Material to process
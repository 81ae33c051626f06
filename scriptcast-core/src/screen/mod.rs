//! Screen streaming: the fixed-size frame buffer, the delta
//! compression engine, and the batching multiplexer.

pub mod batch;
pub mod buffer;
pub mod delta;

pub use batch::{FrameBatcher, pack_batch, unpack_batch};
pub use buffer::{SCREEN_HEIGHT, SCREEN_SIZE, SCREEN_WIDTH, ScreenBuffer};
pub use delta::{DeltaEncoder, apply_delta};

What is being asked
Return the full material unchanged.

Answer area
repository 81ae33c051626f06
filename scriptcast-core/src/screen/mod.rs
//! Screen streaming: the fixed-size frame buffer, the delta
//! compression engine, and the batching multiplexer.

pub mod batch;
pub mod buffer;
pub mod delta;

pub use batch::{FrameBatcher, pack_batch, unpack_batch};
pub use buffer::{SCREEN_HEIGHT, SCREEN_SIZE, SCREEN_WIDTH, ScreenBuffer};
pub use delta::{DeltaEncoder, apply_delta};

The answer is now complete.